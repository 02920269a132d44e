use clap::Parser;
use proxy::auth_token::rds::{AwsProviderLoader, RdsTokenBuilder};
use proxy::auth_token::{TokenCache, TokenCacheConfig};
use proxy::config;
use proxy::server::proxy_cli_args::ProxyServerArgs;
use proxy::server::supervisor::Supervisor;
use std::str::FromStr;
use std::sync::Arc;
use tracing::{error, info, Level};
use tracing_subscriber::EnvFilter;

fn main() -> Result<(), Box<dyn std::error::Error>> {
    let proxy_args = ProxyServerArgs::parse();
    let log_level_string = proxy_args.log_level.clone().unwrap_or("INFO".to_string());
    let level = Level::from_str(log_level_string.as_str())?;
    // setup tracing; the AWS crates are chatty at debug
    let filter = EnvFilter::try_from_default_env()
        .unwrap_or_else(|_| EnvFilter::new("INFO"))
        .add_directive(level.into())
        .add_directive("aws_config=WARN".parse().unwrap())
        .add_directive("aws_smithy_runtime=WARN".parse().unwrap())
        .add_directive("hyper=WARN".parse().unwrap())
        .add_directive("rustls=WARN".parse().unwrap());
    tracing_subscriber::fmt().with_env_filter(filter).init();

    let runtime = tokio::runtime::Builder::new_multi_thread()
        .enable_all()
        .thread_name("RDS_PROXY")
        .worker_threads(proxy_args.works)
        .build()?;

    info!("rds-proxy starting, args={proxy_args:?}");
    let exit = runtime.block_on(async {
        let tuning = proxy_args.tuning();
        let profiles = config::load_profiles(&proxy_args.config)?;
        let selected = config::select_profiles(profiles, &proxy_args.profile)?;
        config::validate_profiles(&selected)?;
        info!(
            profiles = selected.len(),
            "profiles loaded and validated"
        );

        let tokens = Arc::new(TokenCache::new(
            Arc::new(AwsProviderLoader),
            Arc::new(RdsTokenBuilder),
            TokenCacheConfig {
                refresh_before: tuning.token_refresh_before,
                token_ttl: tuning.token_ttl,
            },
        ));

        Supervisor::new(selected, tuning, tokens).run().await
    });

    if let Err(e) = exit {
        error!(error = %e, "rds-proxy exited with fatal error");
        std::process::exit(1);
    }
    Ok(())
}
══════
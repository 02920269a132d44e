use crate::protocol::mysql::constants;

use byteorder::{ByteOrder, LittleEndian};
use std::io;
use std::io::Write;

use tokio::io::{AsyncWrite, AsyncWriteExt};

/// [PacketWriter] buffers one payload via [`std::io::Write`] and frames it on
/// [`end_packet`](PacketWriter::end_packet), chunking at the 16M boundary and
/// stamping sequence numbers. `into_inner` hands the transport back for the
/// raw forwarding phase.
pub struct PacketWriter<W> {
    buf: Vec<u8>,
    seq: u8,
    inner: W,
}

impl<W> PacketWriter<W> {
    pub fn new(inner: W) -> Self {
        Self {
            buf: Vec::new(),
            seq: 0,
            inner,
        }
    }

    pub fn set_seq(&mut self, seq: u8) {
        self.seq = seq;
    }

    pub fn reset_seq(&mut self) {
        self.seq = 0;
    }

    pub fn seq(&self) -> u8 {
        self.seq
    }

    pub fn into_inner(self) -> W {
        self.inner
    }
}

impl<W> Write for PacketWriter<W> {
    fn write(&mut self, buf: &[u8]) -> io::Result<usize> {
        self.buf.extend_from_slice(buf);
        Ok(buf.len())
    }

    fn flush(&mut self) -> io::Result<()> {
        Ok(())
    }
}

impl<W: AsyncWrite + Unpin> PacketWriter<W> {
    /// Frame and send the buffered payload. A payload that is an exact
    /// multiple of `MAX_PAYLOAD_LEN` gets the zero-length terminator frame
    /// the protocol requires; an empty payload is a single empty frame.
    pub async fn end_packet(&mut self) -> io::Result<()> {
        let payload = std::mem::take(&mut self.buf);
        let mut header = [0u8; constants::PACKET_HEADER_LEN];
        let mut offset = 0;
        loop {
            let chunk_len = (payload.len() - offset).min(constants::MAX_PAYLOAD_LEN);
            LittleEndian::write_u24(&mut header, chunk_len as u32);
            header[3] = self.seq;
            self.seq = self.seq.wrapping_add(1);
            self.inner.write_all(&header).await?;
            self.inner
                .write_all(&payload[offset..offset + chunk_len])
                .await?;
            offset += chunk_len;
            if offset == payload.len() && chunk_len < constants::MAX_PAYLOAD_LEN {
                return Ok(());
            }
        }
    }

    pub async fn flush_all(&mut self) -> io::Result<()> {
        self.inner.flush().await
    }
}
══════
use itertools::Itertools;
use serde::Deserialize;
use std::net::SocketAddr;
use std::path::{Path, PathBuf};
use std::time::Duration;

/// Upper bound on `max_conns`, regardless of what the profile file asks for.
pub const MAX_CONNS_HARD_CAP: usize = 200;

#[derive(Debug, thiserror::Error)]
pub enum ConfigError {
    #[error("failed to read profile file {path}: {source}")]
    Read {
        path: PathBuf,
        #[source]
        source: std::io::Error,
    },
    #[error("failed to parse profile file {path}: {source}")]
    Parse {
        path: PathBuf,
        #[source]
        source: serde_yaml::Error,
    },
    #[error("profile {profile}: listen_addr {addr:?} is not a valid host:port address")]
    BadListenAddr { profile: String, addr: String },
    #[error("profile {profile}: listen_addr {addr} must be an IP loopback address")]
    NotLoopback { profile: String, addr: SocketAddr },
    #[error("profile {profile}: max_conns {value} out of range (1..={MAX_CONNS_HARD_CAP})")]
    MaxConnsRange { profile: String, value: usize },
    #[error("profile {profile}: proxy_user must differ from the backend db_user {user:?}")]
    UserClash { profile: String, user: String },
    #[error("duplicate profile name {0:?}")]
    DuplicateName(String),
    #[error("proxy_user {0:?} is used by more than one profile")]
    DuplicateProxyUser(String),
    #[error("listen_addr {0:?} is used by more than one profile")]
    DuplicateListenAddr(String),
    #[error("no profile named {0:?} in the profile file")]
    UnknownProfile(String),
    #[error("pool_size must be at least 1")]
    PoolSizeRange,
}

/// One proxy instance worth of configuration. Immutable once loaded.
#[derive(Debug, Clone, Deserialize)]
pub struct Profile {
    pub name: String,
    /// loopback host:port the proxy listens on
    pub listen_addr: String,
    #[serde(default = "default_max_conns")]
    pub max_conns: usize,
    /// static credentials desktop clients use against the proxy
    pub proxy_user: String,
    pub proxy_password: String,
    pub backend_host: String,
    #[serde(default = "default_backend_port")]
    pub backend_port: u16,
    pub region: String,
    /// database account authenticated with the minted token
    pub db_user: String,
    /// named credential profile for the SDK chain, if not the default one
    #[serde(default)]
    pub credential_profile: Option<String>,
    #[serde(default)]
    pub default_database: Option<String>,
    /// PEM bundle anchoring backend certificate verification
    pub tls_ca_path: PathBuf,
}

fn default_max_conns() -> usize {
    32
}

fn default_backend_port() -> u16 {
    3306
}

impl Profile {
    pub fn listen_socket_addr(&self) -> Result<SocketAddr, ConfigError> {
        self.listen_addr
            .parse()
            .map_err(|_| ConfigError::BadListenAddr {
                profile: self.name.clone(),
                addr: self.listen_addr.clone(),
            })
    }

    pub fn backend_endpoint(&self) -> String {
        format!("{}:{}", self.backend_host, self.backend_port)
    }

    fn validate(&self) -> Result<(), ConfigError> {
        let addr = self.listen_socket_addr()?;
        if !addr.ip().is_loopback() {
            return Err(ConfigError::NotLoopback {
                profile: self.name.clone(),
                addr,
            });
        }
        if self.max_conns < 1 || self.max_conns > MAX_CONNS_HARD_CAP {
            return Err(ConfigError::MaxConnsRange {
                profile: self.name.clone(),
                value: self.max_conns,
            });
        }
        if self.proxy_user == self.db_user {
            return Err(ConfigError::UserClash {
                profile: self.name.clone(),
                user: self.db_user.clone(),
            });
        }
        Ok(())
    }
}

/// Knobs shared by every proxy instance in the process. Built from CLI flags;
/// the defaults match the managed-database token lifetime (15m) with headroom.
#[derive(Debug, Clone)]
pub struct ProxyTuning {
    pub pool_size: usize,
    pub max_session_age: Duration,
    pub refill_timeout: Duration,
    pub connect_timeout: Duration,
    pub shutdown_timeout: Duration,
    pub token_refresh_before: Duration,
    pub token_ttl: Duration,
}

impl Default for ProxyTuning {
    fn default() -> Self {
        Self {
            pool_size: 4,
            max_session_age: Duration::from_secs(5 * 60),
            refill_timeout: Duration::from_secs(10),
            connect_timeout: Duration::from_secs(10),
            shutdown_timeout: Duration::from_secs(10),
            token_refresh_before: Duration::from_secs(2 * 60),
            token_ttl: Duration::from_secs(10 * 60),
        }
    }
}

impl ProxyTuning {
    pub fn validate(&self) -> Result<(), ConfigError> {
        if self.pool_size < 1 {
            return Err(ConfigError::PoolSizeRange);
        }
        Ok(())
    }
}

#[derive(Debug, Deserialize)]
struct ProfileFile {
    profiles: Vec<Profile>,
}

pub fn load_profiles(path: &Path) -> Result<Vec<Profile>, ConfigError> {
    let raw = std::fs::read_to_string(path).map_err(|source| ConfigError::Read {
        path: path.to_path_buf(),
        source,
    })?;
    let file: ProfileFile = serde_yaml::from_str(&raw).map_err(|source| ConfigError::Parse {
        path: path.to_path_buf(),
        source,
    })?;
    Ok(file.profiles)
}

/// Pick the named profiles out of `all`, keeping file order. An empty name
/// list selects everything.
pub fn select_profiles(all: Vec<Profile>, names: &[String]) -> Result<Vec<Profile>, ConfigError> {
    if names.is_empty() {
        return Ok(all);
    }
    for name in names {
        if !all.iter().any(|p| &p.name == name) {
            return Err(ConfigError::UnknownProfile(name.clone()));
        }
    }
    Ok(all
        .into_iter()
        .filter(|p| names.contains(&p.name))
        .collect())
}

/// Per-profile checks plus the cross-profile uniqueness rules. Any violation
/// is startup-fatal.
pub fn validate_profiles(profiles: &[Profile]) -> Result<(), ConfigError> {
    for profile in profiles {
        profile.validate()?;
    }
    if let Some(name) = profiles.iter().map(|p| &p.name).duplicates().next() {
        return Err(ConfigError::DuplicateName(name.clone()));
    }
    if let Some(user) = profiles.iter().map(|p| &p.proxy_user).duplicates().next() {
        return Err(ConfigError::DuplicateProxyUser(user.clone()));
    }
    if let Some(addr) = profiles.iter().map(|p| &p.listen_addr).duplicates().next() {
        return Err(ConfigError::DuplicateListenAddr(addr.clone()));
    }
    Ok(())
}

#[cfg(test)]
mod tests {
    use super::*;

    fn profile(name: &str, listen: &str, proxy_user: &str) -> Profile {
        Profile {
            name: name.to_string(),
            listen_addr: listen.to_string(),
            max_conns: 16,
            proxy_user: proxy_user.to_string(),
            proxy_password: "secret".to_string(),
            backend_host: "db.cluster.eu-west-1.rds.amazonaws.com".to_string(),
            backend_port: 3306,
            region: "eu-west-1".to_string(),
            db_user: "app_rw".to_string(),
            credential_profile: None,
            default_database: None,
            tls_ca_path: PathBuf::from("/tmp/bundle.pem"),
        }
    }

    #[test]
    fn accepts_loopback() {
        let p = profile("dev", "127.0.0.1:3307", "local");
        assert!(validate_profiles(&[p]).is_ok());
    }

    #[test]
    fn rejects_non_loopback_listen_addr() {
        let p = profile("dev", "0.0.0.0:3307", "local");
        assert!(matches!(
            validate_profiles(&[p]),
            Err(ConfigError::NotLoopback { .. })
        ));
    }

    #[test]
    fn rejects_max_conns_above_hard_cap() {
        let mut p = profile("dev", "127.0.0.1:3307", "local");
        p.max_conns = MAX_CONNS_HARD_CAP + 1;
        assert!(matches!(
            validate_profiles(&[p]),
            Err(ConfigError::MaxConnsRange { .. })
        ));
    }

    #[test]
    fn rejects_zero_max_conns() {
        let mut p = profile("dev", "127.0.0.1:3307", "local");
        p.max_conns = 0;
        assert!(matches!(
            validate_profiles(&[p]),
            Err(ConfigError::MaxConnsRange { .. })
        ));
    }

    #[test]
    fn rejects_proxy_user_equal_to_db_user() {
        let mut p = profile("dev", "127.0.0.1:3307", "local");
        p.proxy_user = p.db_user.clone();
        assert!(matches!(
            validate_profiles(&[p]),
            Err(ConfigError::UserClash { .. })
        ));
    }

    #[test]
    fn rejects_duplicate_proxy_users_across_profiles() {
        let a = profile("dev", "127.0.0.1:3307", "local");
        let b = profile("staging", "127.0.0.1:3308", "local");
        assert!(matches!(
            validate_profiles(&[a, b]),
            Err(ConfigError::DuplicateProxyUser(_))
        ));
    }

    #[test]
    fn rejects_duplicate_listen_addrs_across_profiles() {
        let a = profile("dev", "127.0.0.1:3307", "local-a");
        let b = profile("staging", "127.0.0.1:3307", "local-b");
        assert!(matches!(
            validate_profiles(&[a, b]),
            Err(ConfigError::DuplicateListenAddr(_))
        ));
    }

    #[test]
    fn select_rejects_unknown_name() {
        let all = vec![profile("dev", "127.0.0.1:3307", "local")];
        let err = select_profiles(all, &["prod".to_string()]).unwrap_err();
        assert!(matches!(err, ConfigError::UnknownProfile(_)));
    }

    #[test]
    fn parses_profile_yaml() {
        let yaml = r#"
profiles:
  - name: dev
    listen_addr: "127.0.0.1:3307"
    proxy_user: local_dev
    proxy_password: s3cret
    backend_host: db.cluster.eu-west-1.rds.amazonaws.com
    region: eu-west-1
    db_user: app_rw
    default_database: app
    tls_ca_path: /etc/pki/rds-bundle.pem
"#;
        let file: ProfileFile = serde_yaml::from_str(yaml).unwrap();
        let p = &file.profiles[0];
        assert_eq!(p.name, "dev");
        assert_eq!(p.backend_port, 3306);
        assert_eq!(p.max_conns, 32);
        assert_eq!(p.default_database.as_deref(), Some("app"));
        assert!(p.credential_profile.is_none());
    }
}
══════
Assigned task => If a line in the material above contains "amazonaws", show that line.

Solution below =>
            backend_host: "db.cluster.eu-west-1.rds.amazonaws.com".to_string(),
    backend_host: db.cluster.eu-west-1.rds.amazonaws.com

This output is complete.